┌──

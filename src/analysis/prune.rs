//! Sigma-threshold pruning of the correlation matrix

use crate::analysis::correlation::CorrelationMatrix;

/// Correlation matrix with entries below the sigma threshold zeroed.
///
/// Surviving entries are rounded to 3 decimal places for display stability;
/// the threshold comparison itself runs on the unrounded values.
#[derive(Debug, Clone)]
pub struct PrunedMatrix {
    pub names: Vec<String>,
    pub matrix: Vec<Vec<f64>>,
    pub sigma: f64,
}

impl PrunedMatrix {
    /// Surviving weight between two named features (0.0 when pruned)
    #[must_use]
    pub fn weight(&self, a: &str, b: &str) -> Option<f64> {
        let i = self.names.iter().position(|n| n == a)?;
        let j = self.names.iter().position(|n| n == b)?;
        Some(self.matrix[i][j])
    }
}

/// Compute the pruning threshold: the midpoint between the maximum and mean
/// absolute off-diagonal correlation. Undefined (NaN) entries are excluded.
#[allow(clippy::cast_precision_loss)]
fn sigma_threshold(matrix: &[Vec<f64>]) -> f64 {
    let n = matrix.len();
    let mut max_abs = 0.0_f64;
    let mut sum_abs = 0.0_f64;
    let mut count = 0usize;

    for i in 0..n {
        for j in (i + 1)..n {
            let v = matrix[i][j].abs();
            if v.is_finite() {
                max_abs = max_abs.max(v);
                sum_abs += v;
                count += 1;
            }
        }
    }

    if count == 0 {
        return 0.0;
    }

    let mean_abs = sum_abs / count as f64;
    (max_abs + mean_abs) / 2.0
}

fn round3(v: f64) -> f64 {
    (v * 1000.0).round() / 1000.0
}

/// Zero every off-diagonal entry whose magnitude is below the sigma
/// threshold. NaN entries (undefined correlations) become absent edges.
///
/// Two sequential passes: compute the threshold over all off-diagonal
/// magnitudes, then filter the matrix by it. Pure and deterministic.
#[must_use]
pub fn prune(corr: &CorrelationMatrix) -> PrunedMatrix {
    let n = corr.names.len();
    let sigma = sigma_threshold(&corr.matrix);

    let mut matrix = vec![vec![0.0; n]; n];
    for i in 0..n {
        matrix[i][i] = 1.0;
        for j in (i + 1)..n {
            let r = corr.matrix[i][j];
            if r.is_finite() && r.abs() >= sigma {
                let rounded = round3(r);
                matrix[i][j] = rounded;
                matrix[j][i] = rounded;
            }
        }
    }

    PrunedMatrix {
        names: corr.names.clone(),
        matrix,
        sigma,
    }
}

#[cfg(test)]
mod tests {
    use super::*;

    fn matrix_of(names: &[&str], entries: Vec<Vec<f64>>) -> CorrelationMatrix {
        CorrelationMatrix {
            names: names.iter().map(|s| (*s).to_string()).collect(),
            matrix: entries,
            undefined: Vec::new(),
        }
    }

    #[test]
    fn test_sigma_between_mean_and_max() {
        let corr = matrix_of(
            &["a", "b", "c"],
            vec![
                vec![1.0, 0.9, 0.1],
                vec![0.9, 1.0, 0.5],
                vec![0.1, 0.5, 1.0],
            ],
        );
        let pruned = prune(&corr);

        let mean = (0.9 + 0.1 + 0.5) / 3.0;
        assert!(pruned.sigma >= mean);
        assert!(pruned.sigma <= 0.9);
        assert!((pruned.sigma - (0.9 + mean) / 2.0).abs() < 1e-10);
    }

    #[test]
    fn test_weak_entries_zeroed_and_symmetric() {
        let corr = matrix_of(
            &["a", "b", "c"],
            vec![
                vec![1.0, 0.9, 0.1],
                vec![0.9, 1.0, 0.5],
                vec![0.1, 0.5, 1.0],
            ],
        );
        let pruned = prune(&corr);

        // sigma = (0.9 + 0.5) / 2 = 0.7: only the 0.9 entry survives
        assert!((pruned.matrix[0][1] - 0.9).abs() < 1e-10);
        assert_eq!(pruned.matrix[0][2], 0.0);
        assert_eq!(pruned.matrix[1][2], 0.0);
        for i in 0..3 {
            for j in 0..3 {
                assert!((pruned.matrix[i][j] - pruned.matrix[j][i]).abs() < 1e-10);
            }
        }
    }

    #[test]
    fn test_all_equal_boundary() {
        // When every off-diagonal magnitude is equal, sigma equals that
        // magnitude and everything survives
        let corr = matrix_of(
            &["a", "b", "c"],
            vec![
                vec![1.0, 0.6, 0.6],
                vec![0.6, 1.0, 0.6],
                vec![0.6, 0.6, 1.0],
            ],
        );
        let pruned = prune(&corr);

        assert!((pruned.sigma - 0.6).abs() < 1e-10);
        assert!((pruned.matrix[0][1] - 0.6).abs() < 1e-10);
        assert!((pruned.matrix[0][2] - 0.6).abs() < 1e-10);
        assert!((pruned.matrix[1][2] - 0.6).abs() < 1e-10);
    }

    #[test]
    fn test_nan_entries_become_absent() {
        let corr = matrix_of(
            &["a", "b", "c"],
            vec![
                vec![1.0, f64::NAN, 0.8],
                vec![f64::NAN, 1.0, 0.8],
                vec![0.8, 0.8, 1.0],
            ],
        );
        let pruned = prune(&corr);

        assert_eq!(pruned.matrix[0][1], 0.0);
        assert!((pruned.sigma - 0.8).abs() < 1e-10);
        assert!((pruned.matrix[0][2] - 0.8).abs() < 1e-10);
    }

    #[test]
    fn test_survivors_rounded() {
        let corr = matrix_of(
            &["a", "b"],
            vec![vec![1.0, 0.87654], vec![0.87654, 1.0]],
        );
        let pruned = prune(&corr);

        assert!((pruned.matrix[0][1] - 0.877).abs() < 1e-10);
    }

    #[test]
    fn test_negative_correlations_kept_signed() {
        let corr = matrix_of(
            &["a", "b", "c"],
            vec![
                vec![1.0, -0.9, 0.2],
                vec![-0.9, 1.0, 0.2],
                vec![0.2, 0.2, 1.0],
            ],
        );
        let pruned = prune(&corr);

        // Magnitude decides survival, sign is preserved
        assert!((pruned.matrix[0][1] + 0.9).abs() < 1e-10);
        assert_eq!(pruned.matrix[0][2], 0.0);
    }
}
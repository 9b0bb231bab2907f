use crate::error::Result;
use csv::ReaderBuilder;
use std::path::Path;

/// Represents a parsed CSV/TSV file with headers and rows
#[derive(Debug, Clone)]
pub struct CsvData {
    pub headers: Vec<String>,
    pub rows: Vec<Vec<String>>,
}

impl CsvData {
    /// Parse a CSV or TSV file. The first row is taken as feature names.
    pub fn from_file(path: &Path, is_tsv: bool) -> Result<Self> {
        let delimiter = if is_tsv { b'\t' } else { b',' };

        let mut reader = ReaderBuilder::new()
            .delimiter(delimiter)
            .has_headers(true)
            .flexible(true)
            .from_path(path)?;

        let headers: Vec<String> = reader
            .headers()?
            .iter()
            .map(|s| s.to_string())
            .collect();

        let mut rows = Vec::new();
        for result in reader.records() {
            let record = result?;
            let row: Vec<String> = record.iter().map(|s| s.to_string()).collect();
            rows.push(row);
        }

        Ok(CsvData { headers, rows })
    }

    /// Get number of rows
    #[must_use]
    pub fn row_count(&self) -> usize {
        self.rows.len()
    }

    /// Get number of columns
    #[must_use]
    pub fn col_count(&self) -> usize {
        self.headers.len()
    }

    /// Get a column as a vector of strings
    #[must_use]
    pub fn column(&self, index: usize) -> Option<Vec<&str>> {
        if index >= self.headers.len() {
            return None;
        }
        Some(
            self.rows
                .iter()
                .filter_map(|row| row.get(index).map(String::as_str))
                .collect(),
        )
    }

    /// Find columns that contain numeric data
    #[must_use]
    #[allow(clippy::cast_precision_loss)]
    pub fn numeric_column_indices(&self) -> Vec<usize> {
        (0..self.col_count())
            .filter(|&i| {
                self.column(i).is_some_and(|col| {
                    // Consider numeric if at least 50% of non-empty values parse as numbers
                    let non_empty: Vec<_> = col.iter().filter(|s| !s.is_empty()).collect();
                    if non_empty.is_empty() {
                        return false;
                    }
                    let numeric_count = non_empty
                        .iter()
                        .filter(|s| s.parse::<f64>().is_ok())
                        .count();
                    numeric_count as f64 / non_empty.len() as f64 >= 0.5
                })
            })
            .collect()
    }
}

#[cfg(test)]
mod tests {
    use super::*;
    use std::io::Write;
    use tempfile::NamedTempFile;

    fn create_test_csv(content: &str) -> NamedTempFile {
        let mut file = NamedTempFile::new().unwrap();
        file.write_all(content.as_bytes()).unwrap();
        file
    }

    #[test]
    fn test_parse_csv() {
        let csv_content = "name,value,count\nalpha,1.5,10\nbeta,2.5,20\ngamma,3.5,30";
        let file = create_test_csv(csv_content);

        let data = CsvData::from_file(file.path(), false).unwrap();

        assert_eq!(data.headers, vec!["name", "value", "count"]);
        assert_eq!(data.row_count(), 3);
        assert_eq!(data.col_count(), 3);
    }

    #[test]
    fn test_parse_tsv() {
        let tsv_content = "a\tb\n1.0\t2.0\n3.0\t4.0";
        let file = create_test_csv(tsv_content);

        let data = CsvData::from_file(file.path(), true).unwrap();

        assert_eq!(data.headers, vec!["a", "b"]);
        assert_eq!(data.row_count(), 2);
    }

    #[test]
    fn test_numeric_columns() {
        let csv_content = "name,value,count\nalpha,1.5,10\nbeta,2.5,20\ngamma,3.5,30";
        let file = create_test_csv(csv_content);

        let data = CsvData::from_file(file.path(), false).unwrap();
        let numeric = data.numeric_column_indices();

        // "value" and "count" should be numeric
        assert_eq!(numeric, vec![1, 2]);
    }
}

└──

EXERCISE AIM —
When you reach the line holding "the correlation matrix" in the records above, begin reproducing exactly, stop after the line holding "let n = corr.names.len();", and output nothing else.

RESULT BELOW —
//! Sigma-threshold pruning of the correlation matrix

use crate::analysis::correlation::CorrelationMatrix;

/// Correlation matrix with entries below the sigma threshold zeroed.
///
/// Surviving entries are rounded to 3 decimal places for display stability;
/// the threshold comparison itself runs on the unrounded values.
#[derive(Debug, Clone)]
pub struct PrunedMatrix {
    pub names: Vec<String>,
    pub matrix: Vec<Vec<f64>>,
    pub sigma: f64,
}

impl PrunedMatrix {
    /// Surviving weight between two named features (0.0 when pruned)
    #[must_use]
    pub fn weight(&self, a: &str, b: &str) -> Option<f64> {
        let i = self.names.iter().position(|n| n == a)?;
        let j = self.names.iter().position(|n| n == b)?;
        Some(self.matrix[i][j])
    }
}

/// Compute the pruning threshold: the midpoint between the maximum and mean
/// absolute off-diagonal correlation. Undefined (NaN) entries are excluded.
#[allow(clippy::cast_precision_loss)]
fn sigma_threshold(matrix: &[Vec<f64>]) -> f64 {
    let n = matrix.len();
    let mut max_abs = 0.0_f64;
    let mut sum_abs = 0.0_f64;
    let mut count = 0usize;

    for i in 0..n {
        for j in (i + 1)..n {
            let v = matrix[i][j].abs();
            if v.is_finite() {
                max_abs = max_abs.max(v);
                sum_abs += v;
                count += 1;
            }
        }
    }

    if count == 0 {
        return 0.0;
    }

    let mean_abs = sum_abs / count as f64;
    (max_abs + mean_abs) / 2.0
}

fn round3(v: f64) -> f64 {
    (v * 1000.0).round() / 1000.0
}

/// Zero every off-diagonal entry whose magnitude is below the sigma
/// threshold. NaN entries (undefined correlations) become absent edges.
///
/// Two sequential passes: compute the threshold over all off-diagonal
/// magnitudes, then filter the matrix by it. Pure and deterministic.
#[must_use]
pub fn prune(corr: &CorrelationMatrix) -> PrunedMatrix {
    let n = corr.names.len();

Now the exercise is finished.